** Extracted information follows **

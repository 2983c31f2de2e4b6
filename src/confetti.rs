//! Confetti particle simulator
//!
//! Decorative only: nothing here feeds back into the interaction. The sim
//! advances one step per animation frame and reports when it has drained so
//! the caller can stop rescheduling frames.

use glam::Vec2;
use rand::{Rng, SeedableRng};
use rand_pcg::Pcg32;

use crate::consts::*;
use crate::device::DeviceType;

/// Confetti colors (warm sunset palette)
pub const PALETTE: [[u8; 3]; 5] = [
    [0xff, 0xb3, 0x47],
    [0xff, 0x5f, 0x6d],
    [0x24, 0xc6, 0xdc],
    [0xff, 0xff, 0xff],
    [0xff, 0xe2, 0x9f],
];

/// A single confetti square
#[derive(Debug, Clone, Copy)]
pub struct Particle {
    pub pos: Vec2,
    /// Travel direction (radians)
    pub angle: f32,
    /// px per frame
    pub speed: f32,
    /// Half-size of the square (px)
    pub radius: f32,
    pub color: [u8; 3],
    /// Degrees; rendering converts to radians
    pub rotation: f32,
    /// Degrees per frame
    pub rotation_speed: f32,
    /// Frames lived so far
    pub age: u32,
    /// Frames until expiry
    pub max_age: u32,
}

impl Particle {
    /// Opacity fades linearly from 1 at birth to 0 at expiry
    pub fn alpha(&self) -> f32 {
        (1.0 - self.age as f32 / self.max_age as f32).clamp(0.0, 1.0)
    }
}

/// Burst size for the given device class. Mobile gets none so video
/// playback stays smooth on tight frame budgets.
pub fn burst_count(device: DeviceType) -> usize {
    match device {
        DeviceType::Mobile => 0,
        DeviceType::Tablet | DeviceType::Desktop => CONFETTI_COUNT,
    }
}

/// Particle set plus the RNG that feeds new bursts
#[derive(Debug, Clone)]
pub struct ConfettiSim {
    particles: Vec<Particle>,
    rng: Pcg32,
}

impl ConfettiSim {
    pub fn new(seed: u64) -> Self {
        Self {
            particles: Vec::new(),
            rng: Pcg32::seed_from_u64(seed),
        }
    }

    /// Replace the particle set with a fresh burst at `origin`
    pub fn burst(&mut self, origin: Vec2, count: usize) {
        self.particles.clear();
        self.particles.reserve(count);
        for _ in 0..count {
            self.particles.push(Particle {
                pos: origin,
                angle: self.rng.random_range(0.0..std::f32::consts::TAU),
                speed: self.rng.random_range(CONFETTI_SPEED),
                radius: self.rng.random_range(CONFETTI_RADIUS),
                color: PALETTE[self.rng.random_range(0..PALETTE.len())],
                rotation: self.rng.random_range(0.0..360.0),
                rotation_speed: self.rng.random_range(CONFETTI_SPIN),
                age: 0,
                max_age: self.rng.random_range(CONFETTI_LIFE),
            });
        }
    }

    /// Advance every particle one frame and drop the expired ones
    pub fn tick(&mut self) {
        for p in &mut self.particles {
            p.pos.x += p.angle.cos() * p.speed;
            p.pos.y += p.angle.sin() * p.speed + CONFETTI_GRAVITY;
            p.rotation += p.rotation_speed;
            p.age += 1;
        }
        self.particles.retain(|p| p.age < p.max_age);
    }

    /// True while any particle is alive; the frame loop stops when this
    /// goes false.
    pub fn is_active(&self) -> bool {
        !self.particles.is_empty()
    }

    pub fn particles(&self) -> &[Particle] {
        &self.particles
    }
}

#[cfg(test)]
mod tests {
    use super::*;

    #[test]
    fn test_burst_count_per_device() {
        assert_eq!(burst_count(DeviceType::Mobile), 0);
        assert_eq!(burst_count(DeviceType::Tablet), CONFETTI_COUNT);
        assert_eq!(burst_count(DeviceType::Desktop), CONFETTI_COUNT);
    }

    #[test]
    fn test_burst_allocates_requested_particles() {
        let mut sim = ConfettiSim::new(1);
        sim.burst(Vec2::new(320.0, 160.0), 140);
        assert_eq!(sim.particles().len(), 140);
        assert!(sim.is_active());
        for p in sim.particles() {
            assert_eq!(p.pos, Vec2::new(320.0, 160.0));
            assert!(CONFETTI_SPEED.contains(&p.speed));
            assert!(CONFETTI_RADIUS.contains(&p.radius));
            assert!(CONFETTI_LIFE.contains(&p.max_age));
            assert!(PALETTE.contains(&p.color));
        }
    }

    #[test]
    fn test_zero_burst_is_inert() {
        let mut sim = ConfettiSim::new(1);
        sim.burst(Vec2::ZERO, 0);
        assert!(!sim.is_active());
        sim.tick();
        assert!(!sim.is_active());
    }

    #[test]
    fn test_alpha_fades_to_zero() {
        let mut sim = ConfettiSim::new(77);
        sim.burst(Vec2::ZERO, 1);

        let mut p = sim.particles()[0];
        assert_eq!(p.alpha(), 1.0);

        // Alpha is non-increasing over the particle's whole life and hits
        // exactly zero at expiry
        let mut prev = p.alpha();
        for _ in 0..p.max_age {
            p.age += 1;
            assert!(p.alpha() <= prev);
            prev = p.alpha();
        }
        assert_eq!(p.alpha(), 0.0);
    }

    #[test]
    fn test_sim_drains_within_max_life() {
        let mut sim = ConfettiSim::new(3);
        sim.burst(Vec2::ZERO, 140);

        let longest = sim.particles().iter().map(|p| p.max_age).max().unwrap();
        for _ in 0..longest {
            sim.tick();
        }
        assert!(!sim.is_active());
    }

    #[test]
    fn test_gravity_pulls_down() {
        let mut sim = ConfettiSim::new(9);
        sim.burst(Vec2::ZERO, 50);
        let before: Vec<Vec2> = sim.particles().iter().map(|p| p.pos).collect();
        sim.tick();
        for (p, &start) in sim.particles().iter().zip(&before) {
            let expected = start
                + Vec2::new(p.angle.cos(), p.angle.sin()) * p.speed
                + Vec2::new(0.0, CONFETTI_GRAVITY);
            assert!((p.pos - expected).length() < 1e-4);
        }
    }
}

** End of Extracted information **

● What to produce
Output, exactly and in full, the lines from the start of the entries above through the line that contains "pub const PALETTE: [[u8;".

● Task result
repository 2983c31f2de2e4b6
filename src/confetti.rs
//! Confetti particle simulator
//!
//! Decorative only: nothing here feeds back into the interaction. The sim
//! advances one step per animation frame and reports when it has drained so
//! the caller can stop rescheduling frames.

use glam::Vec2;
use rand::{Rng, SeedableRng};
use rand_pcg::Pcg32;

use crate::consts::*;
use crate::device::DeviceType;

/// Confetti colors (warm sunset palette)
pub const PALETTE: [[u8; 3]; 5] = [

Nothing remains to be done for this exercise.